For the 95-year-old brand’s first-ever Super Bowl spot, Hopkins said the wintertime ad didn’t dissuade them.

“As we always say in the office, it’s always 72 and sunny in front of your television, in your living room, at all times,” she said.

The Super Bowl spot—purchased sometime between the second and third quarter of last year—is less about highlighting the brand’s legacy (think Budweiser’s iconic Clydesdales, for example) and more about “getting the most from the marketing buy,” she said.

“It’s the stage where you could reach millions and millions of people super quickly at one time where you have their attention,” she said. (Unless, of course, viewers head to the kitchen freezer.)

The Drumstick spot is designed as an extension of a campaign first released in 2022, called “Another Day, Another Drumstick,” which introduced the brand mascot Dr. Umstick, a doll that feels spiritually similar to the cult classic Thunderbirds. His voice is suave, his hair is thick, and he speaks with the rasp of a classic noir actor. In an extended, four-minute ad from that original campaign, Dr. Umstick marries an ice-cream cone.

For the Super Bowl spot, Dr.Umstick is back, this time coming to the aid of comedian Eric Andre, who complains of a stomach ache mid-flight. Dr. Umstick gives him a Drumstick, prescribing “sweet, creamy relief,” and the rest of the cabin enjoys some ice cream. Those unfamiliar with Andre’s bizarre brand of comedy, described as “gonzo absurdism” by Ad Age, might ask themselves what they just watched. (The storyboards were already set by the time Andre was on board, but he still riffed on set, Hopkins said.)

In addition to selling ice cream, Hopkins hopes the ad will bring Dr. Umstick into the spotlight. “This is a great way to launch him, to bring him into the mainstream,” she said. The hope is that the doctor can “show the brand in a slightly different light than most ice-cream manufacturers [and] how they present their products.” Fudgie the Whale, eat your heart out.
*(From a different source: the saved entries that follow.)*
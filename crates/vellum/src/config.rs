//! Configuration types for Vellum deck generation.
//!
//! This module provides configuration structures that control document
//! metadata, export and styling. All types implement [`serde::Deserialize`]
//! for flexible loading from external sources.
//!
//! # Overview
//!
//! - [`AppConfig`] - Top-level application configuration combining all sections.
//! - [`DocumentConfig`] - Author and title recorded in the document metadata.
//! - [`ExportConfig`] - Scale and file naming of the SVG writer.
//! - [`StyleConfig`] - Visual overrides such as the slide background.
//!
//! # Example
//!
//! ```
//! # use vellum::config::AppConfig;
//! // Use default configuration
//! let config = AppConfig::default();
//! assert_eq!(config.export().pixels_per_unit(), 96.0);
//! assert!(config.style().background_override().is_none());
//! ```

use serde::Deserialize;

use crate::export::svg::{DEFAULT_FILE_PREFIX, DEFAULT_PIXELS_PER_UNIT};

const DEFAULT_AUTHOR: &str = "GitHub Copilot";
const DEFAULT_TITLE: &str = "Node.js Calculator Application";

/// Top-level application configuration.
#[derive(Debug, Clone, Default, Deserialize)]
pub struct AppConfig {
    /// Document metadata section.
    #[serde(default)]
    document: DocumentConfig,

    /// Export configuration section.
    #[serde(default)]
    export: ExportConfig,

    /// Style configuration section.
    #[serde(default)]
    style: StyleConfig,
}

impl AppConfig {
    /// Creates a new [`AppConfig`] from its sections.
    pub fn new(document: DocumentConfig, export: ExportConfig, style: StyleConfig) -> Self {
        Self {
            document,
            export,
            style,
        }
    }

    pub fn document(&self) -> &DocumentConfig {
        &self.document
    }

    pub fn export(&self) -> &ExportConfig {
        &self.export
    }

    pub fn style(&self) -> &StyleConfig {
        &self.style
    }
}

/// Metadata written into the sealed document.
#[derive(Debug, Clone, Deserialize)]
pub struct DocumentConfig {
    #[serde(default = "default_author")]
    author: String,

    #[serde(default = "default_title")]
    title: String,
}

fn default_author() -> String {
    DEFAULT_AUTHOR.to_string()
}

fn default_title() -> String {
    DEFAULT_TITLE.to_string()
}

impl Default for DocumentConfig {
    fn default() -> Self {
        Self {
            author: default_author(),
            title: default_title(),
        }
    }
}

impl DocumentConfig {
    pub fn new(author: &str, title: &str) -> Self {
        Self {
            author: author.to_string(),
            title: title.to_string(),
        }
    }

    pub fn author(&self) -> &str {
        &self.author
    }

    pub fn title(&self) -> &str {
        &self.title
    }
}

/// Settings of the SVG writer.
#[derive(Debug, Clone, Deserialize)]
pub struct ExportConfig {
    /// Pixels per canvas unit.
    #[serde(default = "default_pixels_per_unit")]
    pixels_per_unit: f32,

    /// File name prefix; slides are written as `{prefix}-NN.svg`.
    #[serde(default = "default_file_prefix")]
    file_prefix: String,
}

fn default_pixels_per_unit() -> f32 {
    DEFAULT_PIXELS_PER_UNIT
}

fn default_file_prefix() -> String {
    DEFAULT_FILE_PREFIX.to_string()
}

impl Default for ExportConfig {
    fn default() -> Self {
        Self {
            pixels_per_unit: default_pixels_per_unit(),
            file_prefix: default_file_prefix(),
        }
    }
}

impl ExportConfig {
    pub fn new(pixels_per_unit: f32, file_prefix: &str) -> Self {
        Self {
            pixels_per_unit,
            file_prefix: file_prefix.to_string(),
        }
    }

    pub fn pixels_per_unit(&self) -> f32 {
        self.pixels_per_unit
    }

    pub fn file_prefix(&self) -> &str {
        &self.file_prefix
    }

    /// Checks the values that the writer cannot recover from.
    ///
    /// # Errors
    ///
    /// Returns a description of the first invalid value.
    pub fn validate(&self) -> Result<(), String> {
        if !(self.pixels_per_unit.is_finite() && self.pixels_per_unit > 0.0) {
            return Err(format!(
                "pixels_per_unit must be a positive number, got {}",
                self.pixels_per_unit
            ));
        }
        if self.file_prefix.is_empty() || self.file_prefix.contains(['/', '\\']) {
            return Err(format!(
                "file_prefix must be a non-empty file name, got `{}`",
                self.file_prefix
            ));
        }
        Ok(())
    }
}

/// Visual overrides.
///
/// Fields that are not set fall back to the deck's own styling.
#[derive(Debug, Default, Clone, Deserialize)]
pub struct StyleConfig {
    /// Theme color name used as background of every content slide.
    #[serde(default)]
    background_override: Option<String>,
}

impl StyleConfig {
    pub fn new(background_override: Option<&str>) -> Self {
        Self {
            background_override: background_override.map(str::to_string),
        }
    }

    /// Returns the configured background color name, if any.
    pub fn background_override(&self) -> Option<&str> {
        self.background_override.as_deref()
    }
}
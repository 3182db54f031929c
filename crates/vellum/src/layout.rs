//! Layout calculators.
//!
//! Every calculator in this module is a pure function of its spec and an
//! index: nothing here reads or writes slides, styles or the theme. The specs
//! are validated once at construction so that the position functions
//! themselves cannot fail, except for sequence steps that name a participant
//! the layout does not know.
//!
//! - [`GridSpec`] - Row/column placement of equally sized cells
//! - [`StackSpec`] - A single column of equally spaced items
//! - [`StateFlowSpec`] - Horizontally chained state nodes with transitions
//! - [`SequenceSpec`] - Participants, lifelines and messages
//! - [`Canvas`] - The fixed slide canvas and its bounds check

mod canvas;
mod grid;
mod sequence;
mod stack;
mod state_flow;

pub use canvas::{Canvas, LayoutDefect};
pub use grid::{GridCell, GridSpec};
pub use sequence::SequenceSpec;
pub use stack::StackSpec;
pub use state_flow::StateFlowSpec;

use thiserror::Error;

/// Errors raised by layout specs.
#[derive(Debug, Clone, PartialEq, Error)]
pub enum LayoutError {
    /// A spec was constructed with non-positive sizes, negative gaps, a
    /// pitch shorter than its items, or zero columns.
    #[error("invalid layout grid: {0}")]
    InvalidGrid(String),

    /// More items were laid out than a bounded spec has positions for.
    #[error("{count} items but the layout has only {capacity} positions")]
    InsufficientPositions { count: usize, capacity: usize },

    /// A sequence step referenced a participant index outside this layout.
    #[error("unknown participant {index} (sequence has {count} participants)")]
    UnknownParticipant { index: usize, count: usize },
}

/// Rejects sizes that are not strictly positive and finite.
fn ensure_positive(what: &str, value: f32) -> Result<(), LayoutError> {
    if value.is_finite() && value > 0.0 {
        Ok(())
    } else {
        Err(LayoutError::InvalidGrid(format!(
            "{what} must be positive, got {value}"
        )))
    }
}

/// Rejects gaps that are negative or not finite.
fn ensure_non_negative(what: &str, value: f32) -> Result<(), LayoutError> {
    if value.is_finite() && value >= 0.0 {
        Ok(())
    } else {
        Err(LayoutError::InvalidGrid(format!(
            "{what} must not be negative, got {value}"
        )))
    }
}

/// Rejects a pitch that would make consecutive items overlap.
fn ensure_pitch(what: &str, pitch: f32, extent: f32) -> Result<(), LayoutError> {
    ensure_positive(what, pitch)?;
    if pitch >= extent {
        Ok(())
    } else {
        Err(LayoutError::InvalidGrid(format!(
            "{what} {pitch} is shorter than the item extent {extent}"
        )))
    }
}
//! State machines and sequence diagrams.
//!
//! The node and participant records are plain emitters. The composites,
//! [`StateFlow`] and [`SequenceDiagram`], own a layout spec and place their
//! records, arrows and lifelines through it.

use log::trace;

use vellum_core::{
    geometry::Bounds,
    primitive::{DrawPrimitive, ShapePrimitive},
    style::{BorderKind, HAlign, ShadowKind, TextLayout, TextRole, VAlign},
    theme::palette,
};

use super::{EmitContext, Emitter, TextSpec, line, text};
use crate::{
    compose::ComposeError,
    layout::{SequenceSpec, StateFlowSpec},
};

/// One state of a state machine, drawn as a colored oval.
#[derive(Debug, Clone, PartialEq)]
pub struct StateNode {
    name: String,
    value: String,
    color: String,
}

impl StateNode {
    pub fn new(name: &str, value: &str, color: &str) -> Self {
        Self {
            name: name.to_string(),
            value: value.to_string(),
            color: color.to_string(),
        }
    }
}

impl Emitter for StateNode {
    fn emit(&self, frame: Bounds, ctx: &EmitContext<'_>) -> Result<Vec<DrawPrimitive>, ComposeError> {
        let oval = ShapePrimitive::new(frame)
            .with_fill(ctx.styles().new_fill(&self.color, 0)?)
            .with_shadow(ctx.styles().new_shadow(ShadowKind::Card));
        let top_aligned = TextLayout::new(HAlign::Center, VAlign::Top).with_margin(0.0);
        let width = frame.width();

        Ok(vec![
            DrawPrimitive::Oval(oval),
            text(
                frame.inset_rect(0.0, 0.12, width, 0.38),
                &self.name,
                &TextSpec::new(TextRole::SlideTitle).size(11.0),
                top_aligned,
                ctx,
            )?,
            text(
                frame.inset_rect(0.0, 0.48, width, 0.28),
                &self.value,
                &TextSpec::new(TextRole::Code).size(9.0),
                top_aligned,
                ctx,
            )?,
        ])
    }
}

/// A row of state nodes joined by labelled transition arrows.
#[derive(Debug, Clone, PartialEq)]
pub struct StateFlow {
    spec: StateFlowSpec,
    nodes: Vec<StateNode>,
    transition_labels: Vec<String>,
}

impl StateFlow {
    pub fn new(spec: StateFlowSpec, nodes: Vec<StateNode>) -> Self {
        Self {
            spec,
            nodes,
            transition_labels: Vec::new(),
        }
    }

    /// Sets the labels drawn under the transitions, in order.
    ///
    /// Labels beyond the last transition are ignored.
    pub fn with_transition_labels(mut self, labels: &[&str]) -> Self {
        self.transition_labels = labels.iter().map(|label| label.to_string()).collect();
        self
    }

    /// Emits nodes, then transition arrows, then their labels.
    ///
    /// # Errors
    ///
    /// Returns [`ComposeError::Layout`] if the spec has fewer positions than
    /// there are nodes, and [`ComposeError`] if a node color is not in the
    /// theme.
    pub fn emit(&self, ctx: &EmitContext<'_>) -> Result<Vec<DrawPrimitive>, ComposeError> {
        let frames = self.spec.nodes(self.nodes.len())?;
        let mut primitives = super::emit_all(&self.nodes, frames.iter().copied(), ctx)?;

        let transitions = self.spec.transitions(frames.len())?;
        for segment in &transitions {
            primitives.push(line(*segment, BorderKind::Transition, ctx)?);
        }

        let label_spec = TextSpec::new(TextRole::Caption).size(8.0);
        for (index, label) in self.transition_labels.iter().take(transitions.len()).enumerate() {
            if let Some(frame) = self.spec.label_bounds(index) {
                primitives.push(text(
                    frame,
                    label,
                    &label_spec,
                    TextLayout::new(HAlign::Center, VAlign::Top).with_margin(0.0),
                    ctx,
                )?);
            }
        }

        trace!(
            nodes = frames.len(),
            transitions = transitions.len(),
            primitive_count = primitives.len();
            "State flow emitted"
        );
        Ok(primitives)
    }
}

/// A participant box at the top of a sequence diagram.
#[derive(Debug, Clone, PartialEq)]
pub struct Participant {
    name: String,
}

impl Participant {
    pub fn new(name: &str) -> Self {
        Self {
            name: name.to_string(),
        }
    }
}

impl Emitter for Participant {
    fn emit(&self, frame: Bounds, ctx: &EmitContext<'_>) -> Result<Vec<DrawPrimitive>, ComposeError> {
        let shape = ShapePrimitive::new(frame)
            .with_fill(ctx.styles().new_fill(palette::STEEL_BLUE, 0)?)
            .with_shadow(ctx.styles().new_shadow(ShadowKind::Card));

        Ok(vec![
            DrawPrimitive::Rectangle(shape),
            text(
                frame,
                &self.name,
                &TextSpec::new(TextRole::SlideTitle).size(9.0),
                TextLayout::centered(),
                ctx,
            )?,
        ])
    }
}

/// Whether a message is a request or its reply.
///
/// The direction only selects the style of the arrow and label.
#[derive(Debug, Clone, Copy, PartialEq, Eq, Hash, Default)]
pub enum MessageDirection {
    #[default]
    Forward,
    Return,
}

/// A labelled message between two participants.
#[derive(Debug, Clone, PartialEq)]
pub struct SequenceStep {
    from: usize,
    to: usize,
    y: f32,
    label: String,
    direction: MessageDirection,
}

impl SequenceStep {
    pub fn new(from: usize, to: usize, y: f32, label: &str, direction: MessageDirection) -> Self {
        Self {
            from,
            to,
            y,
            label: label.to_string(),
            direction,
        }
    }

    pub fn forward(from: usize, to: usize, y: f32, label: &str) -> Self {
        Self::new(from, to, y, label, MessageDirection::Forward)
    }

    pub fn reply(from: usize, to: usize, y: f32, label: &str) -> Self {
        Self::new(from, to, y, label, MessageDirection::Return)
    }

    pub fn direction(&self) -> MessageDirection {
        self.direction
    }

    /// Emits the message line and its label.
    ///
    /// # Errors
    ///
    /// Returns [`ComposeError::Layout`] if either end is not a participant of
    /// `spec`.
    pub fn emit_on(
        &self,
        spec: &SequenceSpec,
        ctx: &EmitContext<'_>,
    ) -> Result<Vec<DrawPrimitive>, ComposeError> {
        let segment = spec.message(self.from, self.to, self.y)?;
        let label_frame = spec.label_bounds(self.from, self.to, self.y)?;

        let (kind, label_color) = match self.direction {
            MessageDirection::Forward => (BorderKind::Message, palette::CHARCOAL),
            MessageDirection::Return => (BorderKind::ReturnMessage, palette::STEEL_BLUE),
        };

        Ok(vec![
            line(segment, kind, ctx)?,
            text(
                label_frame,
                &self.label,
                &TextSpec::new(TextRole::Code).size(7.0).color(label_color),
                TextLayout::flush(),
                ctx,
            )?,
        ])
    }
}

/// Participants with lifelines and the messages passed between them.
#[derive(Debug, Clone, PartialEq)]
pub struct SequenceDiagram {
    spec: SequenceSpec,
    participants: Vec<Participant>,
    steps: Vec<SequenceStep>,
}

impl SequenceDiagram {
    pub fn new(spec: SequenceSpec, participants: Vec<Participant>, steps: Vec<SequenceStep>) -> Self {
        Self {
            spec,
            participants,
            steps,
        }
    }

    /// Emits participant boxes, then lifelines, then messages.
    ///
    /// # Errors
    ///
    /// Returns [`ComposeError::Layout`] if there are more participants than
    /// positions or a step references an unknown participant.
    pub fn emit(&self, ctx: &EmitContext<'_>) -> Result<Vec<DrawPrimitive>, ComposeError> {
        let mut primitives = Vec::new();

        for (index, participant) in self.participants.iter().enumerate() {
            let frame = self.spec.participant_bounds(index)?;
            primitives.extend(participant.emit(frame, ctx)?);
        }
        for index in 0..self.participants.len() {
            primitives.push(line(self.spec.lifeline(index)?, BorderKind::Lifeline, ctx)?);
        }
        for step in &self.steps {
            primitives.extend(step.emit_on(&self.spec, ctx)?);
        }

        trace!(
            participants = self.participants.len(),
            steps = self.steps.len(),
            primitive_count = primitives.len();
            "Sequence diagram emitted"
        );
        Ok(primitives)
    }
}

#[cfg(test)]
mod tests {
    use float_cmp::assert_approx_eq;
    use vellum_core::{geometry::Size, theme::Theme};

    use super::*;
    use crate::layout::LayoutError;

    fn ctx() -> EmitContext<'static> {
        EmitContext::new(Theme::midnight())
    }

    fn spec() -> SequenceSpec {
        SequenceSpec::new(vec![0.6, 2.3, 4.0], 1.75, Size::new(1.3, 0.4), 5.27).unwrap()
    }

    fn line_of(primitive: &DrawPrimitive) -> &vellum_core::primitive::LinePrimitive {
        match primitive {
            DrawPrimitive::Line(line) => line,
            other => panic!("expected a line, got {}", other.kind_name()),
        }
    }

    #[test]
    fn test_forward_and_reply_share_geometry() {
        let request = SequenceStep::forward(0, 2, 2.5, "POST /arithmetic");
        let reply = SequenceStep::reply(2, 0, 2.5, "200 { result }");

        let forward = request.emit_on(&spec(), &ctx()).unwrap();
        let backward = reply.emit_on(&spec(), &ctx()).unwrap();

        assert_eq!(forward.len(), 2);
        assert_eq!(forward[0].bounds(), backward[0].bounds());
        assert_eq!(forward[1].bounds(), backward[1].bounds());

        let forward_stroke = line_of(&forward[0]).stroke();
        let reply_stroke = line_of(&backward[0]).stroke();
        assert!(!forward_stroke.style().is_dashed());
        assert!(reply_stroke.style().is_dashed());
        assert_ne!(forward_stroke.color(), reply_stroke.color());
    }

    #[test]
    fn test_step_to_unknown_participant_fails() {
        let step = SequenceStep::forward(0, 7, 2.5, "lost");
        let err = step.emit_on(&spec(), &ctx()).unwrap_err();
        assert_eq!(
            err,
            ComposeError::Layout(LayoutError::UnknownParticipant { index: 7, count: 3 })
        );
    }

    #[test]
    fn test_sequence_diagram_primitive_order() {
        let diagram = SequenceDiagram::new(
            spec(),
            vec![
                Participant::new("User"),
                Participant::new("Browser"),
                Participant::new("Express"),
            ],
            vec![
                SequenceStep::forward(0, 1, 2.5, "click"),
                SequenceStep::reply(2, 1, 3.0, "result"),
            ],
        );
        let primitives = diagram.emit(&ctx()).unwrap();

        // 3 × (box + name) + 3 lifelines + 2 × (line + label)
        assert_eq!(primitives.len(), 13);
        let lifeline = line_of(&primitives[6]);
        assert_approx_eq!(f32, lifeline.segment().origin().x(), 1.25, epsilon = 1e-5);
        assert_approx_eq!(f32, lifeline.segment().origin().y(), 2.15, epsilon = 1e-5);
        assert_approx_eq!(f32, lifeline.segment().end().y(), 5.27, epsilon = 1e-5);
    }

    #[test]
    fn test_state_flow_arrows_and_labels() {
        let flow = StateFlow::new(
            StateFlowSpec::even(0.5, 1.9, 2.0, 1.5, 0.9).unwrap(),
            vec![
                StateNode::new("Input", "firstOperand", palette::STEEL_BLUE),
                StateNode::new("Operator", "operation", palette::TEAL),
                StateNode::new("Result", "display", palette::MINT),
            ],
        )
        .with_transition_labels(&["Press\n1-9", "Press\n+ - x /", "unused", "extra"]);

        let primitives = flow.emit(&ctx()).unwrap();

        // 3 × 3 node primitives + 2 arrows + 2 labels
        assert_eq!(primitives.len(), 13);
        let arrow = line_of(&primitives[9]);
        assert_approx_eq!(f32, arrow.segment().origin().x(), 2.0, epsilon = 1e-5);
        assert_approx_eq!(f32, arrow.segment().dx(), 0.4, epsilon = 1e-5);
        assert_approx_eq!(f32, arrow.segment().origin().y(), 2.45, epsilon = 1e-5);
        assert_approx_eq!(f32, primitives[11].bounds().min_x(), 1.7, epsilon = 1e-5);
        assert_approx_eq!(f32, primitives[11].bounds().min_y(), 3.1, epsilon = 1e-5);
    }

    #[test]
    fn test_single_state_has_no_transitions() {
        let flow = StateFlow::new(
            StateFlowSpec::even(0.5, 1.9, 2.0, 1.5, 0.9).unwrap(),
            vec![StateNode::new("Idle", "0", palette::TEAL)],
        )
        .with_transition_labels(&["never drawn"]);

        assert_eq!(flow.emit(&ctx()).unwrap().len(), 3);
    }

    #[test]
    fn test_state_flow_with_too_few_positions_fails() {
        let flow = StateFlow::new(
            StateFlowSpec::explicit(vec![0.5, 2.4], 2.0, 1.5, 0.9).unwrap(),
            vec![
                StateNode::new("A", "0", palette::STEEL_BLUE),
                StateNode::new("B", "1", palette::TEAL),
                StateNode::new("C", "2", palette::MINT),
            ],
        );

        assert_eq!(
            flow.emit(&ctx()).unwrap_err(),
            ComposeError::Layout(LayoutError::InsufficientPositions {
                count: 3,
                capacity: 2
            })
        );
    }

    #[test]
    fn test_transition_labels_use_caption_style() {
        let flow = StateFlow::new(
            StateFlowSpec::even(0.5, 1.9, 2.0, 1.5, 0.9).unwrap(),
            vec![
                StateNode::new("START", "0", palette::STEEL_BLUE),
                StateNode::new("OPERAND1", "1", palette::TEAL),
            ],
        )
        .with_transition_labels(&["Press\n1-9"]);

        let primitives = flow.emit(&ctx()).unwrap();
        let DrawPrimitive::TextBlock(label) = &primitives[7] else {
            panic!("expected a label, got {}", primitives[7].kind_name());
        };
        let style = label.runs()[0].style();
        assert_eq!(style.font_face(), "Calibri");
        assert_approx_eq!(f32, style.font_size(), 8.0);
        assert_eq!(style.color(), ctx().theme().resolve(palette::MED_GRAY).unwrap());
    }
}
To bolster the buy, the brand has been active on TikTok, where it has 1.1 million followers (“we’re the largest ice-cream manufacturer on TikTok,” Hopkins said), and is separately campaigning to make the Monday after the Super Bowl a national holiday with a petition on Change.org. As of Friday morning, it’s received a little over 4,600 signatures.

The big game is going to be extra sugary. Other advertisers appearing include candy brands Nerds, M&Ms, and Reese’s, cookie brand Oreo, and the Swiss chocolate company Lindt.